1963 book by Paul Goodman

The Society I Live in Is Mine is a 1963 book of Paul Goodman's social commentary ephemera. In a collection of letters to the editor, essays, speeches, reviews, and other clippings, Goodman addresses the general public on a range of civic problems. His aim is to influence their thinking and to model the type of alert and intervening citizen he believes is necessary for societal change. His proposals span from urban renewal to school administration, with a particular focus on education and youth. They reflect his community anarchist position, which advocates for individual initiative, opposes sovereignty, and experiments with social alternatives.

Goodman corresponded with various officials and New York publications and includes his commentary on these letters, indicating whether they were printed. He also includes several book reviews and reprinted essays from Dissent and Liberation magazines. Horizon Press published the book. Critics responded favorably to Goodman's approach to civics but disagreed on whether his method was egotistical or entertaining.

== Contents and themes ==

"The society in which I live is mine, open to my voice and action, or I do not live there at all.
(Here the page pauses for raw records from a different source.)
impl Zip64Locator {
    pub fn read_from<R: Read>(r: &mut R) -> Result<Self> {
        Ok(Zip64Locator {
            first_disk: binio::read_u32(r)?,
            eocd64_offset: binio::read_u64(r)?,
            total_disks: binio::read_u32(r)?,
        })
    }

    pub fn write_to<W: Write>(&self, w: &mut W) -> Result<()> {
        binio::write_u32(w, EOCD64_LOCATOR_SIG)?;
        binio::write_u32(w, self.first_disk)?;
        binio::write_u64(w, self.eocd64_offset)?;
        binio::write_u32(w, self.total_disks)?;
        Ok(())
    }
}

fn dos_date(date: u16) -> (u16, u8, u8) {
    let day = (date & 0x1F) as u8;
    let month = ((date >> 5) & 0x0F) as u8;
    let year = ((date >> 9) & 0x7F) + 1980;
    (year, month, day)
}

fn dos_time(time: u16) -> (u8, u8, u8) {
    let second = ((time & 0x1F) * 2) as u8;
    let minute = ((time >> 5) & 0x3F) as u8;
    let hour = ((time >> 11) & 0x1F) as u8;
    (hour, minute, second)
}

/// Splits the zip64 extended-information field out of a raw extra block.
/// Saturated counters are replaced with the full-width values from the
/// field; everything else in the block is returned untouched. The second
/// part of the return value says whether the field was present at all.
fn take_zip64_extra(
    extra: Vec<u8>,
    uncompressed_size: &mut u64,
    compressed_size: &mut u64,
    mut local_header_offset: Option<&mut u64>,
) -> (Vec<u8>, bool) {
    let mut rest = Vec::with_capacity(extra.len());
    let mut found = false;
    let mut i = 0usize;
    while i + 4 <= extra.len() {
        let id = u16::from_le_bytes([extra[i], extra[i + 1]]);
        let len = u16::from_le_bytes([extra[i + 2], extra[i + 3]]) as usize;
        let end = (i + 4 + len).min(extra.len());
        if id == EXTRA_ZIP64 {
            found = true;
            let mut p = i + 4;
            let mut next = |p: &mut usize| -> Option<u64> {
                if *p + 8 <= end {
                    let mut v = [0u8; 8];
                    v.copy_from_slice(&extra[*p..*p + 8]);
                    *p += 8;
                    Some(u64::from_le_bytes(v))
                } else {
                    None
                }
            };
            // A field is only present for counters saturated in the fixed
            // record, in this fixed order.
            if *uncompressed_size == ZIP64_SIZE_CAP {
                if let Some(v) = next(&mut p) {
                    *uncompressed_size = v;
                }
            }
            if *compressed_size == ZIP64_SIZE_CAP {
                if let Some(v) = next(&mut p) {
                    *compressed_size = v;
                }
            }
            if let Some(offset) = local_header_offset.as_deref_mut() {
                if *offset == ZIP64_SIZE_CAP {
                    if let Some(v) = next(&mut p) {
                        *offset = v;
                    }
                }
            }
        } else {
            rest.extend_from_slice(&extra[i..end]);
        }
        i += 4 + len;
    }
    // A trailing fragment shorter than a field header is kept as-is.
    if i < extra.len() {
        rest.extend_from_slice(&extra[i..]);
    }
    (rest, found)
}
The government, the school board, the church, the university, the world of publishing and communications, are my agencies as a citizen. To the extent that they are not my agencies, at least open to my voice and action, I am entirely in revolutionary opposition to them and I think they should be wiped off the slate."
— Paul Goodman

The Society I Live in Is Mine is a collection of social commentary ephemera by Paul Goodman, including both published and unpublished letters to the editor, essays, and speeches from newspapers and magazines. Much of the content addresses the general public with the intention of urging readers to become more alert and intervening citizens, using his own actions as an example. Goodman describes the collection as "angry letters on public morals and politics" written to "influence the general consensus". He expresses dismay that so few people consider themselves citizens, instead viewing society as a machinery of authorities in which they merely participate. Goodman intends to demonstrate that by making their voices heard, people can more fully participate in and enjoy their society. He posits that a multitude of authentic, concerned citizens is the solution for a society dulled by standardization, neglect, and injustice.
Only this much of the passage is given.